Pour parer au plus urgent, je ne sais pas ce que pourrait faire l'Europe, mais je sais que la France dispose d'ores et déjà d'outils. Je pense notamment à la mention « Spécial France ». Cette mention peut être apposée par exemple sur un contrat. Je vous renvoie à l'article 65 de l'arrêté du 30 novembre 2011 portant approbation de l'instruction générale interministérielle n° 1300 sur la protection du secret de la défense nationale. Cette mention a ceci d'intéressant qu'elle permet de restreindre à de ressortissants français l'accès à des informations ou à des supports, classifiés ou non. En l'occurrence, il s'agirait de l'accès à des données.
Je cite l'article : « Des informations qui ne sauraient, en aucune circonstance, être communiquées en tout ou partie à un État étranger ou à l'un de ses ressortissants, à une organisation internationale ni à une entreprise de droit étranger, même s'il existe avec cet État ou cette organisation un accord de sécurité. »
La mention « Spécial France » est donc un outil simple que nous pourrions utiliser tout de suite. Elle ne coûterait pas un euro au contribuable et est susceptible de parer au plus urgent. Je ne suis ni un spécialiste ni un technicien, mais je pense qu'elle pourrait par exemple être appliquée dans le cas du Health Data Hub.
La question des acteurs transnationaux est bien sûr une faiblesse d'une certaine manière, mais il ne faut pas non plus idéaliser ce modèle. Il fonctionne effectivement très bien pour la Chine, mais parce que c'est un État totalitaire qui fait en sorte que ces entreprises soient consubstantiellement liées à l'État-parti. Des cellules du Parti communiste sont présentes dans les comités de direction. Ces entreprises ont des liens historiques très fort avec l'État central. Il existe tout un jeu de coopération pour étendre leurs activités le long des nouvelles routes de la soie.

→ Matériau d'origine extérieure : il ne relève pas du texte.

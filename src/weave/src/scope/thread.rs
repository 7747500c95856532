use std::cell::RefCell;
use std::sync::{Arc, Weak};

use crate::container::registry::ContainerId;
use crate::scope::core::ScopeCore;

thread_local! {
    static ACTIVE: RefCell<Vec<(ContainerId, Weak<ScopeCore>)>> = const { RefCell::new(Vec::new()) };
}

/// Makes `scope` the innermost active scope of its container on the current
/// thread.
pub(crate) fn bind(scope: &Arc<ScopeCore>) {
    ACTIVE.with_borrow_mut(|active| active.push((scope.container(), Arc::downgrade(scope))));
}

/// Removes `scope` from the current thread. Scopes bound on other threads
/// are left alone and skipped once disposed.
pub(crate) fn unbind(scope: &ScopeCore) {
    let _ = ACTIVE.try_with(|active| {
        active
            .borrow_mut()
            .retain(|(_, bound)| !std::ptr::eq(bound.as_ptr(), scope));
    });
}

/// Returns the innermost live scope of `container` on the current thread.
pub(crate) fn current(container: ContainerId) -> Option<Arc<ScopeCore>> {
    ACTIVE.with_borrow_mut(|active| {
        active.retain(|(_, bound)| bound.strong_count() > 0);
        active
            .iter()
            .rev()
            .filter(|(owner, _)| *owner == container)
            .filter_map(|(_, bound)| bound.upgrade())
            .find(|scope| !scope.is_disposed())
    })
}

#[cfg(test)]
mod tests {
    use std::thread;

    use super::*;

    #[test]
    fn current_returns_innermost_scope_of_container() {
        let container = ContainerId::next();
        let outer = Arc::new(ScopeCore::new(container));
        let inner = Arc::new(ScopeCore::new(container));
        let foreign = Arc::new(ScopeCore::new(ContainerId::next()));
        bind(&outer);
        bind(&inner);
        bind(&foreign);

        let found = current(container).unwrap();
        assert!(Arc::ptr_eq(&found, &inner));

        unbind(&inner);
        let found = current(container).unwrap();
        assert!(Arc::ptr_eq(&found, &outer));

        unbind(&outer);
        unbind(&foreign);
        assert!(current(container).is_none());
    }

    #[test]
    fn current_is_local_to_thread() {
        let container = ContainerId::next();
        let scope = Arc::new(ScopeCore::new(container));
        bind(&scope);

        let seen = thread::spawn(move || current(container).is_some())
            .join()
            .expect("Each thread should not `panic!()`");
        assert!(!seen);
        unbind(&scope);
    }
}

Côté américain, c'est plus ambigu. Une sorte de dissociation d'intérêts s'opère actuellement entre certaines de ces grandes entreprises et l'État fédéral, notamment en raison de l'émergence de la Chine et du pouvoir économique que constitue la Chine. C'est un marché extrêmement attractif qui pousse certaines de ces entreprises à vouloir nouer des liens de coopération avec l'État sur des technologies tout à fait critiques comme l'intelligence artificielle, y compris des liens de coopération avec des institutions militaires de l'État chinois. Cela a poussé par exemple Patrick Shanahan, à l'époque secrétaire ou secrétaire adjoint à la défense, et le chef d'état-major des armées à parler dans une audition de traîtrise de Google. Si nous pensons en termes d'intérêt public et que, par définition, l'intérêt public est représenté par l'État, nous pourrions rencontrer cet obstacle.